## Stored items from a collection:
- - - -

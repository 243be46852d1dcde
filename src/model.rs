use std::collections::VecDeque;
use std::fmt;
use std::str::FromStr;

use serde::{Deserialize, Serialize};
use ulid::Ulid;

/// Unix milliseconds.
pub type Ms = i64;

#[derive(Debug, Clone, Copy, PartialEq, Eq, Hash, Serialize, Deserialize)]
pub enum Direction {
    #[serde(rename = "IN")]
    In,
    #[serde(rename = "OUT")]
    Out,
}

impl Direction {
    /// Next count after moving `magnitude` people in this direction.
    /// `OUT` clamps at zero; `None` only when `IN` would overflow.
    pub fn apply(self, current: u64, magnitude: u64) -> Option<u64> {
        match self {
            Direction::In => current.checked_add(magnitude),
            Direction::Out => Some(current.saturating_sub(magnitude)),
        }
    }

    pub fn as_str(self) -> &'static str {
        match self {
            Direction::In => "IN",
            Direction::Out => "OUT",
        }
    }
}

impl fmt::Display for Direction {
    fn fmt(&self, f: &mut fmt::Formatter<'_>) -> fmt::Result {
        f.write_str(self.as_str())
    }
}

#[derive(Debug, Clone, PartialEq, Eq)]
pub struct UnknownDirection(pub String);

impl fmt::Display for UnknownDirection {
    fn fmt(&self, f: &mut fmt::Formatter<'_>) -> fmt::Result {
        write!(f, "direction must be IN or OUT, got {:?}", self.0)
    }
}

impl std::error::Error for UnknownDirection {}

impl FromStr for Direction {
    type Err = UnknownDirection;

    /// Exact match only: `in` or ` IN` are rejected.
    fn from_str(s: &str) -> Result<Self, Self::Err> {
        match s {
            "IN" => Ok(Direction::In),
            "OUT" => Ok(Direction::Out),
            other => Err(UnknownDirection(other.to_string())),
        }
    }
}

/// Snapshot of a building as seen by callers.
///
/// Field names on the wire match what the browser front end reads.
#[derive(Debug, Clone, PartialEq, Eq, Serialize, Deserialize)]
pub struct Building {
    #[serde(rename = "building_id")]
    pub id: String,
    #[serde(rename = "dept_name")]
    pub department_name: String,
    #[serde(rename = "total_count")]
    pub occupancy_count: u64,
}

/// One immutable entry/exit log row. Also the payload of `Record::EntryLogged`.
#[derive(Debug, Clone, PartialEq, Eq, Serialize, Deserialize)]
pub struct EntryExitEvent {
    #[serde(rename = "log_id")]
    pub id: Ulid,
    pub building_id: String,
    pub tag_id: Option<String>,
    pub direction: Direction,
    pub count: u64,
    #[serde(rename = "entry_time")]
    pub timestamp: Ms,
    /// Building count right after this event committed.
    #[serde(rename = "total_after")]
    pub occupancy_after: u64,
}

impl EntryExitEvent {
    /// Signed change this event asked for, before clamping.
    pub fn signed_delta(&self) -> i128 {
        match self.direction {
            Direction::In => self.count as i128,
            Direction::Out => -(self.count as i128),
        }
    }
}

/// Replay `events` from `baseline` with the clamp-at-zero rule, step by step.
pub fn replay_count<'a>(baseline: u64, events: impl IntoIterator<Item = &'a EntryExitEvent>) -> u64 {
    events.into_iter().fold(baseline, |count, e| {
        e.direction.apply(count, e.count).unwrap_or(u64::MAX)
    })
}

#[derive(Debug, Clone)]
pub struct BuildingState {
    pub id: String,
    pub department_name: String,
    pub occupancy_count: u64,
    /// Count before the oldest retained event.
    pub baseline_count: u64,
    /// Retained log, oldest first (commit order).
    pub events: VecDeque<EntryExitEvent>,
}

impl BuildingState {
    pub fn new(id: String, department_name: String, occupancy_count: u64) -> Self {
        Self {
            id,
            department_name,
            occupancy_count,
            baseline_count: occupancy_count,
            events: VecDeque::new(),
        }
    }

    pub fn snapshot(&self) -> Building {
        Building {
            id: self.id.clone(),
            department_name: self.department_name.clone(),
            occupancy_count: self.occupancy_count,
        }
    }

    pub fn last_event_id(&self) -> Option<Ulid> {
        self.events.back().map(|e| e.id)
    }

    /// Append a committed event, keeping at most `retain` of them.
    pub fn push_event(&mut self, event: EntryExitEvent, retain: usize) {
        self.occupancy_count = event.occupancy_after;
        self.events.push_back(event);
        while self.events.len() > retain {
            if let Some(old) = self.events.pop_front() {
                self.baseline_count = old.occupancy_after;
            }
        }
    }

    /// Most recent events first.
    pub fn recent(&self, limit: usize) -> impl Iterator<Item = &EntryExitEvent> {
        self.events.iter().rev().take(limit)
    }
}

/// WAL record format. Flat, no nesting.
#[derive(Debug, Clone, PartialEq, Eq, Serialize, Deserialize)]
pub enum Record {
    BuildingRegistered {
        id: String,
        department_name: String,
        occupancy_count: u64,
    },
    EntryLogged {
        event: EntryExitEvent,
    },
}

- - - -

## About this exercise:
Here the output must be the lines above from the line with "pub fn as_str(self)" to the line with "impl fmt::Display for UnknownDirection", both included, duplicated word for word and nothing else.

## Exercise result:
    pub fn as_str(self) -> &'static str {
        match self {
            Direction::In => "IN",
            Direction::Out => "OUT",
        }
    }
}

impl fmt::Display for Direction {
    fn fmt(&self, f: &mut fmt::Formatter<'_>) -> fmt::Result {
        f.write_str(self.as_str())
    }
}

#[derive(Debug, Clone, PartialEq, Eq)]
pub struct UnknownDirection(pub String);

impl fmt::Display for UnknownDirection {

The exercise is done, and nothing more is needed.